I wasn’t guttering with sweat until the evening where I was sweating like mad; during the day didn’t do much other catching up paperwork for my blog website as I left it for so long, I was going to go to the town with my parents but decided not to in the end and I slept for a few hours and then sat in the cabin with my paperwork and having YouTube in the background. 

I have done a few blogs to keep you guys on your toes to read for a bit; I’ve also started to write the opening beginning properly, in which is a working process and I can’t wait to finish it and share it with you. I tend to let the stories write itself than me actually writing it and planning it. Once I have an idea I tend to let the characters in the story tell it not me; I do find it easy that way so that I can find it best that way, the only things that actually need to planning roughly is these blogs. 

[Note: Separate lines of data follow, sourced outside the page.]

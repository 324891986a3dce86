//! New Case tab: one row per form field.

use ratatui::{
  Frame,
  layout::Rect,
  style::{Color, Modifier, Style},
  text::{Line, Span},
  widgets::Paragraph,
};

use super::pane;
use crate::{app::App, form::FormField};

pub fn draw(f: &mut Frame, area: Rect, app: &App) {
  let form = &app.form;
  let current = form.current();

  let lines: Vec<Line> = FormField::ALL
    .iter()
    .map(|&field| {
      let focused = field == current;
      let label_style = if focused {
        Style::default().fg(Color::Cyan).add_modifier(Modifier::BOLD)
      } else {
        Style::default().fg(Color::Gray)
      };

      if field == FormField::Submit {
        let style = if focused {
          Style::default()
            .fg(Color::Black)
            .bg(Color::Green)
            .add_modifier(Modifier::BOLD)
        } else {
          Style::default().fg(Color::Green)
        };
        return Line::from(vec![Span::raw(" ".repeat(18)), Span::styled(field.label(), style)]);
      }

      let value = form.value(field);
      let shown = match (field.is_choice(), focused) {
        (true, true) => format!("◀ {value} ▶"),
        (true, false) => value,
        (false, true) => format!("{value}_"),
        (false, false) => value,
      };
      Line::from(vec![
        Span::styled(format!("{:<17} ", field.label()), label_style),
        Span::raw(shown),
      ])
    })
    .collect();

  f.render_widget(Paragraph::new(lines).block(pane("New case")), area);
}
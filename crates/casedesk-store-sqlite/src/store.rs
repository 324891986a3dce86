//! [`SqliteStore`]: the SQLite implementation of [`CaseStore`].

use std::path::Path;

use casedesk_core::{
  case::{
    CREATED_NOTE, Case, CaseDetail, CaseId, CaseUpdate, NewCase, SYSTEM_AUTHOR,
    Update,
  },
  store::{AggregateResult, Aggregation, BreakdownRow, CaseFilter, CaseStore, GroupCount},
  vocab::SubStatus,
};
use chrono::{DateTime, Utc};
use rand_core::{OsRng, RngCore as _};
use rusqlite::OptionalExtension as _;

use crate::{
  Result,
  encode::{
    CASE_COLUMNS, RawBreakdown, RawCase, RawUpdate, UPDATE_COLUMNS, encode_date,
    encode_dt, group_column, stored_now,
  },
  filter::WhereClause,
  schema,
};

// ─── Store ───────────────────────────────────────────────────────────────────

/// A case store backed by a single SQLite file.
///
/// Cloning is cheap; the inner connection is reference-counted. Every
/// operation runs on the connection's single background thread, so
/// identifier assignment inside a transaction cannot race within a process.
#[derive(Clone)]
pub struct SqliteStore {
  pub(crate) conn: tokio_rusqlite::Connection,
}

impl SqliteStore {
  /// Open (or create) a store at `path` and run pending migrations.
  pub async fn open(path: impl AsRef<Path>) -> Result<Self> {
    let conn = tokio_rusqlite::Connection::open(path).await?;
    let store = Self { conn };
    store.init_schema().await?;
    Ok(store)
  }

  /// Open an in-memory store, for tests.
  pub async fn open_in_memory() -> Result<Self> {
    let conn = tokio_rusqlite::Connection::open_in_memory().await?;
    let store = Self { conn };
    store.init_schema().await?;
    Ok(store)
  }

  pub(crate) async fn init_schema(&self) -> Result<()> {
    let from = self
      .conn
      .call(|conn| Ok(schema::migrate(conn)?))
      .await?;
    if from < schema::CURRENT_VERSION {
      tracing::info!(
        from,
        to = schema::CURRENT_VERSION,
        "migrated case store schema"
      );
    }
    Ok(())
  }
}

// ─── Row writers ─────────────────────────────────────────────────────────────

/// Insert a fully-built [`Case`] into the `cases` table.
pub(crate) fn insert_case(
  conn: &rusqlite::Connection,
  case: &Case,
) -> rusqlite::Result<()> {
  conn.execute(
    &format!(
      "INSERT INTO cases ({CASE_COLUMNS})
       VALUES (?1, ?2, ?3, ?4, ?5, ?6, ?7, ?8, ?9, ?10, ?11, ?12,
               ?13, ?14, ?15, ?16, ?17, ?18, ?19, ?20, ?21, ?22, ?23, ?24)"
    ),
    rusqlite::params![
      case.case_id.as_str(),
      case.case_reference,
      case.seller_id,
      case.seller_name,
      case.specialist_id,
      case.specialist_name,
      case.marketplace.as_str(),
      case.case_source.as_str(),
      case.case_status.as_str(),
      case.workstream.as_str(),
      case.listing_start_date.map(encode_date),
      case.listing_completion_date.map(encode_date),
      case.issue_type,
      case.complexity.as_str(),
      case.priority.as_str(),
      case.api_area,
      case.integration_type,
      case.seller_type.as_str(),
      case.feedback_received,
      case.satisfaction_score,
      case.notes,
      case.last_sub_status.as_str(),
      encode_dt(case.created_at),
      encode_dt(case.updated_at),
    ],
  )?;
  Ok(())
}

/// Append one row to `updates`; returns the assigned `update_id`.
pub(crate) fn insert_update(
  conn: &rusqlite::Connection,
  case_id: &CaseId,
  note: &str,
  author: &str,
  timestamp: DateTime<Utc>,
  sub_status: SubStatus,
) -> rusqlite::Result<i64> {
  conn.execute(
    "INSERT INTO updates (case_id, note, author, timestamp, sub_status)
     VALUES (?1, ?2, ?3, ?4, ?5)",
    rusqlite::params![
      case_id.as_str(),
      note,
      author,
      encode_dt(timestamp),
      sub_status.as_str(),
    ],
  )?;
  Ok(conn.last_insert_rowid())
}

/// Seller ids are not supplied by the chat path; draw a five-digit one.
fn random_seller_id() -> i64 { 10_000 + i64::from(OsRng.next_u32() % 90_000) }

// ─── CaseStore impl ──────────────────────────────────────────────────────────

impl CaseStore for SqliteStore {
  type Error = crate::Error;

  // ── Writes ────────────────────────────────────────────────────────────────

  async fn create_case(&self, input: NewCase) -> Result<Case> {
    input.validate()?;

    let fallback_seller_id = random_seller_id();
    let now = stored_now();

    let case = self
      .conn
      .call(move |conn| {
        let tx = conn.transaction()?;
        let count: i64 =
          tx.query_row("SELECT COUNT(*) FROM cases", [], |r| r.get(0))?;
        let case_id = CaseId::from_seq(count.max(0) as u64 + 1);
        let case = input.into_case(case_id, fallback_seller_id, now);

        insert_case(&tx, &case)?;
        insert_update(
          &tx,
          &case.case_id,
          CREATED_NOTE,
          SYSTEM_AUTHOR,
          now,
          SubStatus::CaseCreated,
        )?;
        tx.commit()?;
        Ok(case)
      })
      .await?;

    tracing::info!(
      case_id = %case.case_id,
      seller = %case.seller_name,
      marketplace = %case.marketplace,
      "case created"
    );
    Ok(case)
  }

  async fn apply_update(&self, input: CaseUpdate) -> Result<Option<Update>> {
    input.validate()?;

    let now = stored_now();
    let status = input.sub_status.case_status();

    let update = self
      .conn
      .call(move |conn| {
        let tx = conn.transaction()?;
        let exists = tx
          .query_row(
            "SELECT 1 FROM cases WHERE case_id = ?1",
            rusqlite::params![input.case_id.as_str()],
            |_| Ok(()),
          )
          .optional()?
          .is_some();

        if !exists {
          return Ok(None);
        }

        let update_id = insert_update(
          &tx,
          &input.case_id,
          &input.note,
          &input.author,
          now,
          input.sub_status,
        )?;

        tx.execute(
          "UPDATE cases SET
             last_sub_status         = ?1,
             case_status             = ?2,
             updated_at              = ?3,
             listing_completion_date = COALESCE(?4, listing_completion_date),
             satisfaction_score      = COALESCE(?5, satisfaction_score),
             feedback_received       = COALESCE(?6, feedback_received)
           WHERE case_id = ?7",
          rusqlite::params![
            input.sub_status.as_str(),
            status.as_str(),
            encode_dt(now),
            input.listing_completion_date.map(encode_date),
            input.satisfaction_score,
            input.feedback_received,
            input.case_id.as_str(),
          ],
        )?;
        tx.commit()?;

        Ok(Some(Update {
          update_id,
          case_id: input.case_id,
          note: input.note,
          author: input.author,
          timestamp: now,
          sub_status: input.sub_status,
        }))
      })
      .await?;

    match &update {
      Some(u) => tracing::info!(
        case_id = %u.case_id,
        sub_status = %u.sub_status,
        status = %status,
        "case updated"
      ),
      None => tracing::debug!("update for unknown case ignored"),
    }
    Ok(update)
  }

  // ── Reads ─────────────────────────────────────────────────────────────────

  async fn get_case(
    &self,
    id: CaseId,
    recent: usize,
  ) -> Result<Option<CaseDetail>> {
    let limit = i64::try_from(recent).unwrap_or(i64::MAX);

    let raw: Option<(RawCase, Vec<RawUpdate>)> = self
      .conn
      .call(move |conn| {
        let case = conn
          .query_row(
            &format!("SELECT {CASE_COLUMNS} FROM cases WHERE case_id = ?1"),
            rusqlite::params![id.as_str()],
            RawCase::from_row,
          )
          .optional()?;

        let Some(case) = case else {
          return Ok(None);
        };

        let mut stmt = conn.prepare(&format!(
          "SELECT {UPDATE_COLUMNS} FROM updates
           WHERE case_id = ?1
           ORDER BY timestamp DESC, update_id DESC
           LIMIT ?2"
        ))?;
        let updates = stmt
          .query_map(rusqlite::params![id.as_str(), limit], RawUpdate::from_row)?
          .collect::<rusqlite::Result<Vec<_>>>()?;

        Ok(Some((case, updates)))
      })
      .await?;

    let Some((case, updates)) = raw else {
      return Ok(None);
    };

    Ok(Some(CaseDetail {
      case:           case.into_case()?,
      recent_updates: updates
        .into_iter()
        .map(RawUpdate::into_update)
        .collect::<Result<_>>()?,
    }))
  }

  async fn list_cases(&self, filter: &CaseFilter) -> Result<Vec<Case>> {
    let clause = WhereClause::build(filter);

    let raws: Vec<RawCase> = self
      .conn
      .call(move |conn| {
        let mut stmt = conn.prepare(&format!(
          "SELECT {CASE_COLUMNS} FROM cases
           {}
           ORDER BY updated_at DESC, case_id DESC",
          clause.sql
        ))?;
        let rows = stmt
          .query_map(
            rusqlite::params_from_iter(clause.params),
            RawCase::from_row,
          )?
          .collect::<rusqlite::Result<Vec<_>>>()?;
        Ok(rows)
      })
      .await?;

    raws.into_iter().map(RawCase::into_case).collect()
  }

  async fn aggregate(&self, query: &Aggregation) -> Result<AggregateResult> {
    let clause = WhereClause::build(&query.filter);
    let group_by = query.group_by;

    let groups: Vec<(String, i64)> = self
      .conn
      .call(move |conn| {
        let sql = match group_by {
          Some(field) => {
            let column = group_column(field);
            format!(
              "SELECT {column}, COUNT(*) AS n FROM cases
               {}
               GROUP BY {column}
               ORDER BY n DESC, {column} ASC",
              clause.sql
            )
          }
          None => format!(
            "SELECT 'total', COUNT(*) FROM cases {}",
            clause.sql
          ),
        };

        let mut stmt = conn.prepare(&sql)?;
        let rows = stmt
          .query_map(rusqlite::params_from_iter(clause.params), |row| {
            Ok((row.get::<_, String>(0)?, row.get::<_, i64>(1)?))
          })?
          .collect::<rusqlite::Result<Vec<_>>>()?;
        Ok(rows)
      })
      .await?;

    let result = match group_by {
      Some(_) => {
        let groups: Vec<GroupCount> = groups
          .into_iter()
          .map(|(key, n)| GroupCount { key, count: n.max(0) as u64 })
          .collect();
        AggregateResult {
          group_by,
          total: groups.iter().map(|g| g.count).sum(),
          groups,
        }
      }
      None => AggregateResult {
        group_by,
        total: groups.first().map_or(0, |(_, n)| (*n).max(0) as u64),
        groups: vec![],
      },
    };

    tracing::debug!(
      group_by = ?result.group_by,
      total = result.total,
      groups = result.groups.len(),
      "aggregate"
    );
    Ok(result)
  }

  async fn breakdown(&self, filter: &CaseFilter) -> Result<Vec<BreakdownRow>> {
    let clause = WhereClause::build(filter);

    let raws: Vec<RawBreakdown> = self
      .conn
      .call(move |conn| {
        let mut stmt = conn.prepare(&format!(
          "SELECT workstream, marketplace, issue_type, api_area,
                  last_sub_status, COUNT(*)
           FROM cases
           {}
           GROUP BY workstream, marketplace, issue_type, api_area, last_sub_status
           ORDER BY workstream, marketplace, issue_type, api_area, last_sub_status",
          clause.sql
        ))?;
        let rows = stmt
          .query_map(rusqlite::params_from_iter(clause.params), |row| {
            Ok(RawBreakdown {
              workstream:      row.get(0)?,
              marketplace:     row.get(1)?,
              issue_type:      row.get(2)?,
              api_area:        row.get(3)?,
              last_sub_status: row.get(4)?,
              count:           row.get(5)?,
            })
          })?
          .collect::<rusqlite::Result<Vec<_>>>()?;
        Ok(rows)
      })
      .await?;

    raws.into_iter().map(RawBreakdown::into_row).collect()
  }

  async fn count_updates_since(&self, since: DateTime<Utc>) -> Result<u64> {
    let since_str = encode_dt(since);

    let n: i64 = self
      .conn
      .call(move |conn| {
        Ok(conn.query_row(
          "SELECT COUNT(*) FROM updates WHERE timestamp >= ?1",
          rusqlite::params![since_str],
          |r| r.get(0),
        )?)
      })
      .await?;

    Ok(n.max(0) as u64)
  }
}
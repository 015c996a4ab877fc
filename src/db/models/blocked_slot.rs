use serde::{Deserialize, Serialize};
use time::{Date, OffsetDateTime, Time};
use uuid::Uuid;
use validator::Validate;

use super::interval::TimeInterval;

/// A dentist-declared unavailable interval. Created by the owning dentist,
/// deletable only by the same dentist, never otherwise mutated.
#[derive(Debug, Clone, Serialize, Deserialize)]
pub struct BlockedSlot {
    pub id: Uuid,
    pub dentist_id: Uuid,
    #[serde(flatten)]
    pub interval: TimeInterval,
    pub reason: Option<String>,
    pub created_at: OffsetDateTime,
}

#[derive(Debug, Clone, Deserialize, Validate)]
pub struct NewBlockedSlot {
    pub date: Date,
    pub start_time: Time,
    pub end_time: Time,
    pub reason: Option<String>,
}
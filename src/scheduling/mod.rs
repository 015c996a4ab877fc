pub mod availability;
pub mod booking;
pub mod lifecycle;

pub use availability::Availability;
pub use booking::{BookingError, BookingService};
pub use lifecycle::LifecycleError;
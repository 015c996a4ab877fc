use axum::{
    extract::{Path, State},
    http::{HeaderMap, StatusCode},
    Json,
};
use uuid::Uuid;
use validator::Validate;

use crate::app_state::AppState;
use crate::db::models::{Appointment, NewAppointment, UpdateAppointmentPayload, UserRole};
use crate::error::{AppError, AppResult};

/// Role header filled in by the authorization layer sitting in front of this
/// service. The scheduling core trusts the value it is given.
const ACTOR_ROLE_HEADER: &str = "x-actor-role";

fn actor_role(headers: &HeaderMap) -> Result<UserRole, AppError> {
    let value = headers
        .get(ACTOR_ROLE_HEADER)
        .and_then(|v| v.to_str().ok())
        .ok_or_else(|| AppError::BadRequest(format!("missing {} header", ACTOR_ROLE_HEADER)))?;
    value.parse().map_err(AppError::BadRequest)
}

pub async fn create_appointment(
    State(state): State<AppState>,
    Json(payload): Json<NewAppointment>,
) -> AppResult<(StatusCode, Json<Appointment>)> {
    payload
        .validate()
        .map_err(|e| AppError::Validation(e.to_string()))?;
    let appointment = state.booking.create_appointment(payload).await?;
    Ok((StatusCode::CREATED, Json(appointment)))
}

pub async fn list_appointments(
    State(state): State<AppState>,
) -> AppResult<Json<Vec<Appointment>>> {
    Ok(Json(state.booking.all_appointments().await))
}

pub async fn get_appointment(
    State(state): State<AppState>,
    Path(id): Path<Uuid>,
) -> AppResult<Json<Appointment>> {
    let appointment = state.booking.appointment(id).await?;
    Ok(Json(appointment))
}

pub async fn update_appointment(
    State(state): State<AppState>,
    Path(id): Path<Uuid>,
    headers: HeaderMap,
    Json(payload): Json<UpdateAppointmentPayload>,
) -> AppResult<Json<Appointment>> {
    payload
        .validate()
        .map_err(|e| AppError::Validation(e.to_string()))?;
    let actor = actor_role(&headers)?;
    let appointment = state.booking.update_appointment(id, payload, actor).await?;
    Ok(Json(appointment))
}

pub async fn delete_appointment(
    State(state): State<AppState>,
    Path(id): Path<Uuid>,
) -> AppResult<StatusCode> {
    state.booking.delete_appointment(id).await?;
    Ok(StatusCode::NO_CONTENT)
}

pub async fn dentist_appointments(
    State(state): State<AppState>,
    Path(dentist_id): Path<Uuid>,
) -> AppResult<Json<Vec<Appointment>>> {
    Ok(Json(state.booking.dentist_appointments(dentist_id).await))
}

pub async fn customer_appointments(
    State(state): State<AppState>,
    Path(customer_id): Path<Uuid>,
) -> AppResult<Json<Vec<Appointment>>> {
    Ok(Json(state.booking.customer_appointments(customer_id).await))
}
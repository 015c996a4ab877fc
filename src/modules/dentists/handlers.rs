use axum::{
    extract::{Path, Query, State},
    http::StatusCode,
    Json,
};
use uuid::Uuid;
use validator::Validate;

use crate::app_state::AppState;
use crate::db::models::{BlockedSlot, DateRange, NewBlockedSlot};
use crate::error::{AppError, AppResult};
use crate::scheduling::Availability;

pub async fn get_availability(
    State(state): State<AppState>,
    Path(dentist_id): Path<Uuid>,
    Query(range): Query<DateRange>,
) -> AppResult<Json<Availability>> {
    Ok(Json(state.booking.availability(dentist_id, range).await))
}

pub async fn list_blocked_slots(
    State(state): State<AppState>,
    Path(dentist_id): Path<Uuid>,
    Query(range): Query<DateRange>,
) -> AppResult<Json<Vec<BlockedSlot>>> {
    Ok(Json(state.booking.blocked_slots(dentist_id, range).await))
}

pub async fn block_slot(
    State(state): State<AppState>,
    Path(dentist_id): Path<Uuid>,
    Json(payload): Json<NewBlockedSlot>,
) -> AppResult<(StatusCode, Json<BlockedSlot>)> {
    payload
        .validate()
        .map_err(|e| AppError::Validation(e.to_string()))?;
    let slot = state.booking.block_slot(dentist_id, payload).await?;
    Ok((StatusCode::CREATED, Json(slot)))
}

/// The path dentist is the requester; ownership is enforced by the store.
pub async fn unblock_slot(
    State(state): State<AppState>,
    Path((dentist_id, slot_id)): Path<(Uuid, Uuid)>,
) -> AppResult<StatusCode> {
    state.booking.unblock_slot(slot_id, dentist_id).await?;
    Ok(StatusCode::NO_CONTENT)
}
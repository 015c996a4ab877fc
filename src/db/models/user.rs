use std::str::FromStr;

use serde::{Deserialize, Serialize};
use time::OffsetDateTime;
use uuid::Uuid;

#[derive(Debug, Clone, Copy, PartialEq, Eq, Serialize, Deserialize)]
#[serde(rename_all = "SCREAMING_SNAKE_CASE")]
pub enum UserRole {
    MainDoctor,
    Dentist,
    Receptionist,
    Customer,
}

impl UserRole {
    /// Staff roles allowed to move an appointment through its lifecycle.
    pub fn can_manage_appointments(self) -> bool {
        matches!(self, Self::MainDoctor | Self::Dentist | Self::Receptionist)
    }
}

impl FromStr for UserRole {
    type Err = String;

    fn from_str(s: &str) -> Result<Self, Self::Err> {
        match s.to_uppercase().as_str() {
            "MAIN_DOCTOR" => Ok(UserRole::MainDoctor),
            "DENTIST" => Ok(UserRole::Dentist),
            "RECEPTIONIST" => Ok(UserRole::Receptionist),
            "CUSTOMER" => Ok(UserRole::Customer),
            _ => Err(format!("Unknown role: {}", s)),
        }
    }
}

/// Account record owned by the user directory. The scheduling core only reads
/// the id and role; everything else belongs to the directory collaborator.
#[derive(Debug, Clone, Serialize)]
pub struct User {
    pub id: Uuid,
    pub email: String,
    pub name: String,
    pub role: UserRole,
    pub created_at: OffsetDateTime,
}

Went to Tesco to get a few bits and pieces that was pretty much it to be honest with you. What a pretty much a chilled day with nothing much to do. Other than the gobby house yelling at the top of their voices at 5:00pm for no reason either at the kids or the dog. 

Everyday Online Diary Entries – (16.7.18) Monday – What a weird day!

What up guys! Might try this out by posting this the day after it’s been done so that it’s not that stressful to put it up on the day but write it as it’s fresh in my memory on the day write it and schedule it for the next day. Obviously I’ve always put dates with my diaries as you always know. Let’s see how it all goes let’s go. 

I’m literally in pain as been so tense in my back because I’ve been so anxious about something I wish not talk about as it’s rather personal; I was up monjority of the night even with the mediation wasn’t really work too well, yet it was trying to help me as much as I can and then I was up at 5 stupid. As I like I call it “stupid o’clock” but nothing new there; however it was pretty long day for me I hate those kind of days, especially when you got a few bits to do or nothing what so ever and it drags on and on.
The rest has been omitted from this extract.